Turner v. Bouchard
32 A.3d 527
Md. Ct. Spec. App.2011Background
- Bouchard owns Lot 16 and holds an express easement over Lot 17 for ingress/egress to his property.
- Disputed area lies on Lot 17 beyond the express easement and was used by Bouchard for driveway, boat storage, and beach access.
- Turner’s parents previously owned Lot 17 and Lot 18; the express easement was incorporated into deeds in 1980 and 1984.
- The circuit court found Bouchard has a prescriptive easement over the disputed area and set maintenance/responsibility boundaries.
- Turner appealed, contending the use was permissive or not proven as adverse; the issue involved enlargement of an easement by prescription.
- The appellate court affirmed, holding Bouchard established an adverse, exclusive, and continuous prescriptive easement for the statutory period.
Issues
| Issue | Plaintiff's Argument | Defendant's Argument | Held |
|---|---|---|---|
| Burden and adverse-use standard for prescriptive easement | Turner argues Bouchard’s use was permissive due to express easement. | Bouchard’s use exceeded scope; presumption of adversity applies and burden shifts to Turner. | No error; burden properly placed on Turner to show permissive use; Bouchard proved adversity. |
| Woodlands exception applicability | Turner contends woodlands exception should apply, creating permissive use presumption. | Woodlands exception not satisfied; area not unenclosed wildlands. | Woodlands exception not applicable; prescriptive use proven without it. |
| Elements of prescriptive easement (adverse, exclusive, continuous) | Bouchard used area openly and continuously for twenty years within scope of easement. | Turner argues use was not adverse or exclusive because of express easement and neighborly conduct. | Bouchard satisfied adverse, exclusive, and continuous elements for the twenty-year period. |
Key Cases Cited
- Cox v.

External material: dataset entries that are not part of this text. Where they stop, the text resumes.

fn place(
    performer: &dyn Performer,
    caller: &'static str,
    sound: Option<Sound>,
    level: i64,
    duration: i64,
    opts: &SoundOptions,
) -> Result<RationalDuration> {
    let (offset, length, metre) = context::with_open_bar(|open| {
        let offset = open.bar.current_offset().clone();
        open.bar
            .add_note(level, duration)
            .map(|length| (offset, length, Arc::clone(&open.metre)))
    })
    .ok_or(Error::NotInBar(caller))??;

    if let Some(sound) = sound {
        let shift = metre.quarter_length_to_beat(&metre.get_timing(&offset));
        log::debug!(
            "[BAR] {} at {} for {} ql, shift {:+.3}",
            sound,
            offset,
            length,
            shift
        );
        performer.time_warp(shift, &mut || match &sound {
            Sound::Note(note) => performer.play(note, opts),
            Sound::Sample(name) => performer.sample(name, opts),
        })?;
    } else {
        log::debug!("[BAR] rest at {} for {} ql", offset, length);
    }

    performer.sleep(metre.quarter_length_to_beat(&length))?;
    Ok(length)
}

/// Play `note` at the bar cursor for `duration` notes of `level`.
pub fn add_note(
    performer: &dyn Performer,
    note: &str,
    level: i64,
    duration: i64,
    opts: &SoundOptions,
) -> Result<RationalDuration> {
    place(
        performer,
        "add_note",
        Some(Sound::Note(note.to_string())),
        level,
        duration,
        opts,
    )
}

pub fn add_sample(
    performer: &dyn Performer,
    name: &str,
    level: i64,
    duration: i64,
    opts: &SoundOptions,
) -> Result<RationalDuration> {
    place(
        performer,
        "add_sample",
        Some(Sound::Sample(name.to_string())),
        level,
        duration,
        opts,
    )
}

/// Advance the cursor without sound.
pub fn add_rest(performer: &dyn Performer, level: i64, duration: i64) -> Result<RationalDuration> {
    place(
        performer,
        "add_rest",
        None,
        level,
        duration,
        &SoundOptions::new(),
    )
}

/// Fixed note lengths. Beat level and above assume a simple metre.
#[derive(Clone, Copy, Debug, PartialEq, Eq, Hash)]
pub enum NoteValue {
    Whole,
    HalfDotted,
    Half,
    QuarterDotted,
    Quarter,
    EighthDotted,
    Eighth,
    Sixteenth,
}

impl NoteValue {
    pub const ALL: [NoteValue; 8] = [
        NoteValue::Whole,
        NoteValue::HalfDotted,
        NoteValue::Half,
        NoteValue::QuarterDotted,
        NoteValue::Quarter,
        NoteValue::EighthDotted,
        NoteValue::Eighth,
        NoteValue::Sixteenth,
    ];

    /// `(level, duration)` passed to `add_note`.
    pub fn level_and_duration(&self) -> (i64, i64) {
        match self {
            NoteValue::Whole => (0, 4),
            NoteValue::HalfDotted => (0, 3),
            NoteValue::Half => (0, 2),
            NoteValue::QuarterDotted => (1, 3),
            NoteValue::Quarter => (0, 1),
            NoteValue::EighthDotted => (2, 3),
            NoteValue::Eighth => (1, 1),
            NoteValue::Sixteenth => (2, 1),
        }
    }

    pub fn us_name(&self) -> &'static str {
        match self {
            NoteValue::Whole => "whole",
            NoteValue::HalfDotted => "half_d",
            NoteValue::Half => "half",
            NoteValue::QuarterDotted => "quarter_d",
            NoteValue::Quarter => "quarter",
            NoteValue::EighthDotted => "8th_d",
            NoteValue::Eighth => "8th",
            NoteValue::Sixteenth => "16th",
        }
    }

    /// Look up a value by its US or British name.
    pub fn from_name(name: &str) -> Option<Self> {
        Self::ALL
            .into_iter()
            .find(|value| value.us_name() == name || value.british_name() == name)
    }

    pub fn british_name(&self) -> &'static str {
        match self {
            NoteValue::Whole => "semibreve",
            NoteValue::HalfDotted => "minim_d",
            NoteValue::Half => "minim",
            NoteValue::QuarterDotted => "crotchet_d",
            NoteValue::Quarter => "crotchet",
            NoteValue::EighthDotted => "quaver_d",
            NoteValue::Eighth => "quaver",
            NoteValue::Sixteenth => "semiquaver",
        }
    }
}

impl fmt::Display for NoteValue {
    fn fmt(&self, f: &mut fmt::Formatter<'_>) -> fmt::Result {
        f.write_str(self.us_name())
    }
}

pub fn add_note_value(
    performer: &dyn Performer,
    note: &str,
    value: NoteValue,
    opts: &SoundOptions,
) -> Result<RationalDuration> {
    let (level, duration) = value.level_and_duration();
    add_note(performer, note, level, duration, opts)
}

/// Sleep until the next downbeat of the current metre's shared grid.
///
/// Returns the beats slept; zero when already on a downbeat.
pub fn wait_for_downbeat(performer: &dyn Performer) -> Result<f64> {
    if context::in_bar() {
        return Err(Error::BlockMisuse(
            "wait_for_downbeat cannot be used inside a bar".to_string(),
        ));
    }
    let metre = context::current_metre().ok_or(Error::NoMetreDefined)?;
    let wait = metre.beats_until_downbeat(performer.current_beat());
    if wait > 0.0 {
        log::debug!("[METRE] waiting {:.3} beats for the {} downbeat", wait, metre.key());
        performer.sleep(wait)?;
    }
    Ok(wait)
}

pub fn current_metre() -> Option<Arc<SynchronisedMetre>> {
    context::current_metre()
}

pub fn in_bar() -> bool {
    context::in_bar()
}

/// Cursor of the open bar, in quarter lengths.
pub fn bar_offset() -> Option<RationalDuration> {
    context::with_open_bar(|open| open.bar.current_offset().clone())
}

#[cfg(test)]
mod tests {
    use super::*;
    use crate::performer::VirtualPerformer;
    use crate::rational::ql;

    fn spec(s: &str) -> MetreSpec {
        s.parse().unwrap()
    }

    fn none() -> SoundOptions {
        SoundOptions::new()
    }

    fn init_logging() {
        let _ = env_logger::builder().is_test(true).try_init();
    }

    #[test]
    fn test_eighth_and_three_beats_then_trailing_sleep() {
        init_logging();
        let p = VirtualPerformer::new();
        use_metre(&p, &spec("4/4"), None).unwrap();

        let value: Result<()> = bar(&p, || {
            assert_eq!(add_note(&p, "C4", 1, 1, &none())?, ql(1, 2));
            assert_eq!(add_note(&p, "D4", 0, 3, &none())?, ql(3, 1));
            assert_eq!(bar_offset(), Some(ql(7, 2)));
            assert!((p.current_beat() - 3.5).abs() < 1e-12);
            Ok(())
        });
        value.unwrap();

        let events = p.events();
        let beats: Vec<f64> = events.iter().map(|e| e.beat).collect();
        assert_eq!(beats, vec![0.0, 0.5]);
        assert_eq!(events[1].sound, Sound::Note("D4".to_string()));
        assert!((p.current_beat() - 4.0).abs() < 1e-12);
        assert!(!in_bar());
    }

    #[test]
    fn test_overflow_inside_bar() {
        let p = VirtualPerformer::new();
        use_metre(&p, &spec("4/4"), None).unwrap();
        let result: Result<()> = bar(&p, || {
            add_note(&p, "C4", 0, 5, &none())?;
            Ok(())
        });
        assert!(matches!(result, Err(Error::BarOverflow { .. })));
        assert!(p.events().is_empty());
        assert_eq!(p.current_beat(), 0.0);
        assert!(!in_bar());
    }

    #[test]
    fn test_level_too_deep() {
        let p = VirtualPerformer::new();
        use_metre(&p, &spec("[[1/2,1/2],[1/2,1/2]]"), None).unwrap();
        let result: Result<()> = bar(&p, || {
            add_note(&p, "C4", 5, 1, &none())?;
            Ok(())
        });
        assert!(matches!(result, Err(Error::InvalidLevel { level: 5, .. })));
    }

    #[test]
    fn test_placement_outside_bar() {
        let p = VirtualPerformer::new();
        use_metre(&p, &spec("3/4"), None).unwrap();
        assert!(matches!(
            add_note(&p, "C4", 0, 1, &none()),
            Err(Error::NotInBar("add_note"))
        ));
        assert!(matches!(
            add_rest(&p, 0, 1),
            Err(Error::NotInBar("add_rest"))
        ));
        assert_eq!(
            Error::NotInBar("add_sample").to_string(),
            "add_sample must be called inside a bar"
        );
    }

    #[test]
    fn test_bar_without_metre() {
        let p = VirtualPerformer::new();
        let mut ran = false;
        let result: Result<()> = bar(&p, || {
            ran = true;
            Ok(())
        });
        assert!(matches!(result, Err(Error::NoMetreDefined)));
        assert!(!ran);
    }

    #[test]
    fn test_nested_bar_never_runs_inner_block() {
        let p = VirtualPerformer::new();
        use_metre(&p, &spec("2/4"), None).unwrap();
        let mut inner_ran = false;
        let result: Result<()> = bar(&p, || {
            add_note(&p, "C4", 0, 1, &none())?;
            bar(&p, || {
                inner_ran = true;
                Ok::<(), Error>(())
            })
        });
        assert!(matches!(result, Err(Error::NestedBar)));
        assert!(!inner_ran);
        assert!(!in_bar());

        // the failed outer bar does not sleep out its remainder
        assert_eq!(p.current_beat(), 1.0);
        let again: Result<()> = bar(&p, || Ok(()));
        again.unwrap();
        assert_eq!(p.current_beat(), 3.0);
    }

    #[test]
    fn test_with_metre_restores_on_success_and_error() {
        let p = VirtualPerformer::new();
        assert!(current_metre().is_none());

        let result: Result<()> = with_metre(&p, &spec("3/4"), None, || {
            assert_eq!(current_metre().unwrap().key(), "3/4");
            Ok(())
        });
        result.unwrap();
        assert!(current_metre().is_none());

        use_metre(&p, &spec("6/8"), None).unwrap();
        let result: Result<()> = with_metre(&p, &spec("4/4"), None, || {
            bar(&p, || {
                add_note(&p, "C4", 0, 9, &none())?;
                Ok(())
            })
        });
        assert!(result.is_err());
        assert_eq!(current_metre().unwrap().key(), "6/8");
        assert!(!in_bar());
    }

    #[test]
    fn test_with_metre_bad_spec_keeps_metre() {
        let p = VirtualPerformer::new();
        use_metre(&p, &spec("2/4"), None).unwrap();
        let mut ran = false;
        let result: Result<()> =
            with_metre(&p, &spec("3/4"), Some("triplet_swing_ish"), || {
                ran = true;
                Ok(())
            });
        assert!(matches!(result, Err(Error::UnknownStyle(_))));
        assert!(!ran);
        assert_eq!(current_metre().unwrap().key(), "2/4");
    }

    #[test]
    fn test_caller_errors_pass_through_blocks() {
        #[derive(Debug)]
        enum ScriptError {
            Metre(Error),
            Stopped,
        }
        impl From<Error> for ScriptError {
            fn from(e: Error) -> Self {
                ScriptError::Metre(e)
            }
        }

        let p = VirtualPerformer::new();
        let result = with_metre(&p, &spec("4/4"), None, || {
            bar(&p, || -> std::result::Result<(), ScriptError> {
                add_rest(&p, 0, 1)?;
                Err(ScriptError::Stopped)
            })
        });
        assert!(matches!(result, Err(ScriptError::Stopped)));

        let result = bar(&p, || Ok::<(), ScriptError>(()));
        assert!(matches!(result, Err(ScriptError::Metre(Error::NoMetreDefined))));
    }

    #[test]
    fn test_swing_shifts_offbeats() {
        let p = VirtualPerformer::new();
        use_metre(&p, &spec("4/4"), Some("triplet_swing")).unwrap();
        let result: Result<()> = bar(&p, || {
            for note in ["C4", "D4", "E4", "F4"] {
                add_note_value(&p, note, NoteValue::Eighth, &none())?;
            }
            add_note_value(&p, "G4", NoteValue::Half, &none())?;
            Ok(())
        });
        result.unwrap();

        let beats: Vec<f64> = p.events().iter().map(|e| e.beat).collect();
        let expected = [0.0, 0.5 + 1.0 / 6.0, 1.0, 1.5 + 1.0 / 6.0, 2.0];
        assert_eq!(beats.len(), expected.len());
        for (got, want) in beats.iter().zip(expected) {
            assert!((got - want).abs() < 1e-9, "{got} != {want}");
        }
        assert!((p.current_beat() - 4.0).abs() < 1e-12);
    }

    #[test]
    fn test_rests_and_samples() {
        let p = VirtualPerformer::new().with_beats_per_quarter(ql(1, 2));
        use_metre(&p, &spec("3/4"), None).unwrap();
        let result: Result<()> = bar(&p, || {
            add_rest(&p, 0, 1)?;
            let mut opts = none();
            opts.insert("rate".to_string(), 2.0);
            add_sample(&p, "drum_snare_hard", 1, 1, &opts)?;
            Ok(())
        });
        result.unwrap();

        let events = p.events();
        assert_eq!(events.len(), 1);
        assert_eq!(events[0].beat, 0.5);
        assert_eq!(events[0].options.get("rate"), Some(&2.0));
        assert!((p.current_beat() - 1.5).abs() < 1e-12);
    }

    #[test]
    fn test_note_value_names() {
        assert_eq!(NoteValue::from_name("quaver"), Some(NoteValue::Eighth));
        assert_eq!(NoteValue::from_name("8th_d"), Some(NoteValue::EighthDotted));
        assert_eq!(NoteValue::Whole.british_name(), "semibreve");
        assert_eq!(NoteValue::QuarterDotted.level_and_duration(), (1, 3));
        assert_eq!(NoteValue::from_name("breve"), None);
    }

    #[test]
    fn test_wait_for_downbeat() {
        let p = VirtualPerformer::starting_at(1.0);
        use_metre(&p, &spec("[1,1,1,1,1]"), None).unwrap();
        assert!((wait_for_downbeat(&p).unwrap() - 4.0).abs() < 1e-12);
        assert!((p.current_beat() - 5.0).abs() < 1e-12);
        assert_eq!(wait_for_downbeat(&p).unwrap(), 0.0);

        p.sleep(2.0).unwrap();
        assert!((wait_for_downbeat(&p).unwrap() - 3.0).abs() < 1e-12);
        assert!((p.current_beat() - 10.0).abs() < 1e-12);

        let inside: Result<()> = bar(&p, || {
            wait_for_downbeat(&p)?;
            Ok(())
        });
        assert!(matches!(inside, Err(Error::BlockMisuse(_))));
    }

    #[test]
    fn test_late_thread_joins_grid_in_either_order() {
        // Each thread keeps its own metre slot; joining fixes who registers first
        let late_join = |late_first: bool| {
            let straight = || {
                std::thread::spawn(|| {
                    let p = VirtualPerformer::new();
                    use_metre(&p, &spec("4/4"), None).unwrap();
                    bar(&p, || add_note(&p, "C4", 0, 4, &none())).unwrap();
                    p.events()[0].beat
                })
            };
            let late = || {
                std::thread::spawn(|| {
                    let p = VirtualPerformer::starting_at(1.5);
                    use_metre(&p, &spec("4/4"), Some("triplet_swing")).unwrap();
                    let waited = wait_for_downbeat(&p).unwrap();
                    (waited, p.current_beat())
                })
            };
            if late_first {
                let joined = late().join().unwrap();
                straight().join().unwrap();
                joined
            } else {
                straight().join().unwrap();
                late().join().unwrap()
            }
        };

        for late_first in [false, true] {
            let (waited, beat) = late_join(late_first);
            assert!((waited - 2.5).abs() < 1e-12, "late_first={late_first}");
            assert!((beat - 4.0).abs() < 1e-12, "late_first={late_first}");
        }
    }

    #[test]
    fn test_wait_for_downbeat_without_metre() {
        let p = VirtualPerformer::new();
        assert!(matches!(wait_for_downbeat(&p), Err(Error::NoMetreDefined)));
    }
}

Forrest, 60 Md. 74 (1883) (adverse use burden shifts after presumption of adversity when there is no permission)
- Feldstein v. Segall, 198 Md. 285 (1951) (expands on burden to show change to adverse use; permissive origin matters)
- Mavromoustakos v. Padussis, 112 Md.App. 59 (1996) (rejects heightened neighborly-burden concept; permits permissive-use evidence not enough to rebut presumption)

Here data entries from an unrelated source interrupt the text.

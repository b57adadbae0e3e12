//! Value conversions shared by the metre and note bindings.
//!
//! Scripts pass metres as strings or nested arrays, notes as names or MIDI
//! numbers and options as object maps. This module turns those into the
//! scheduler's types and registers the `ratio` value type.

use super::script_error;
use crate::error::Error;
use crate::performer::SoundOptions;
use crate::rational::RationalDuration;
use crate::tree::{MetreNode, MetreSpec};
use rhai::{Dynamic, Engine, EvalAltResult, Map};

/// Register helper functions with the Rhai engine.
pub fn register(engine: &mut Engine) {
    engine
        .register_type_with_name::<RationalDuration>("Ratio")
        .register_fn("ratio", ratio)
        .register_fn("to_string", |r: &mut RationalDuration| r.to_string())
        .register_fn("to_debug", |r: &mut RationalDuration| r.to_string())
        .register_fn("to_float", |r: &mut RationalDuration| r.to_f64())
        .register_fn("+", |a: RationalDuration, b: RationalDuration| a + b)
        .register_fn("-", |a: RationalDuration, b: RationalDuration| a - b)
        .register_fn("*", |a: RationalDuration, b: i64| &a * b)
        .register_fn("==", |a: RationalDuration, b: RationalDuration| a == b)
        .register_fn("!=", |a: RationalDuration, b: RationalDuration| a != b)
        .register_fn("<", |a: RationalDuration, b: RationalDuration| a < b)
        .register_fn(">", |a: RationalDuration, b: RationalDuration| a > b);
}

/// Exact fraction `numer/denom`.
///
/// # Example
/// ```rhai
/// use_metre([[ratio(1, 2), ratio(1, 2)], [ratio(1, 2), ratio(1, 2)]]);
/// ```
pub fn ratio(numer: i64, denom: i64) -> Result<RationalDuration, Box<EvalAltResult>> {
    RationalDuration::new(numer, denom)
        .ok_or_else(|| script_error(format!("ratio {}/{} has a zero denominator", numer, denom)))
}

/// Interpret a script value as a metre: a preset or bracket string, or a
/// nested array of weights.
pub fn metre_spec(value: &Dynamic) -> Result<MetreSpec, Error> {
    if value.is_string() {
        let text = value.clone().into_string().unwrap_or_default();
        return text.parse();
    }
    if value.is_array() {
        let entries = value
            .clone()
            .into_array()
            .map_err(|t| Error::MalformedMetre(format!("expected an array, got {}", t)))?;
        return entries
            .iter()
            .map(metre_node)
            .collect::<Result<Vec<_>, _>>()
            .map(MetreSpec::Nested);
    }
    Err(Error::MalformedMetre(format!(
        "a metre must be a string or an array, got {}",
        value.type_name()
    )))
}

fn metre_node(value: &Dynamic) -> Result<MetreNode, Error> {
    if value.is_array() {
        let children = value
            .clone()
            .into_array()
            .map_err(|t| Error::MalformedMetre(format!("expected an array, got {}", t)))?;
        return children
            .iter()
            .map(metre_node)
            .collect::<Result<Vec<_>, _>>()
            .map(MetreNode::Group);
    }
    if let Some(ratio) = value.clone().try_cast::<RationalDuration>() {
        return Ok(MetreNode::Leaf(ratio));
    }
    if let Ok(int) = value.as_int() {
        return Ok(MetreNode::Leaf(RationalDuration::from_integer(int)));
    }
    if let Ok(float) = value.as_float() {
        return RationalDuration::from_f64(float)
            .map(MetreNode::Leaf)
            .ok_or_else(|| Error::MalformedMetre(format!("weight {} is not a usable number", float)));
    }
    if value.is_string() {
        let text = value.clone().into_string().unwrap_or_default();
        return text
            .parse::<RationalDuration>()
            .map(MetreNode::Leaf)
            .map_err(|e| Error::MalformedMetre(e.to_string()));
    }
    Err(Error::MalformedMetre(format!(
        "unsupported weight of type {}",
        value.type_name()
    )))
}

/// A note given as a name (`"C4"`, `":C4"`) or a MIDI number.
pub fn note_name(value: &Dynamic) -> Result<String, Box<EvalAltResult>> {
    if value.is_string() {
        let text = value.clone().into_string().unwrap_or_default();
        return Ok(text.trim_start_matches(':').to_string());
    }
    if let Ok(midi) = value.as_int() {
        return Ok(midi.to_string());
    }
    if let Ok(midi) = value.as_float() {
        return Ok(midi.to_string());
    }
    Err(script_error(format!(
        "a note must be a string or a number, got {}",
        value.type_name()
    )))
}

/// Numeric options from an object map.
pub fn sound_options(map: &Map) -> Result<SoundOptions, Box<EvalAltResult>> {
    map.iter()
        .map(|(key, value)| {
            let number = value
                .as_float()
                .or_else(|_| value.as_int().map(|i| i as f64))
                .map_err(|t| script_error(format!("option '{}' must be a number, got {}", key, t)))?;
            Ok((key.to_string(), number))
        })
        .collect()
}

- Forrester v. Kiler, 98 Md.App. 481 (1993) (woodlands exception described and applied where appropriate)
- Leekley v. Dewing, 217 Md. 54 (1958) (prescriptive analysis depends on strength of proof in each case)
- Banks v. Pusey, 393 Md. 688 (2006) (de novo review for legal questions; burden and standard discussions)
- Dalton Real Estate Inv. Co., 201 Md. 34 (1952) (presumption of adversity when use is open and unexplained for twenty years)
- Shuggars v. Brake, 248 Md. 38 (1966) (exclusive-use requirement in prescriptive easements)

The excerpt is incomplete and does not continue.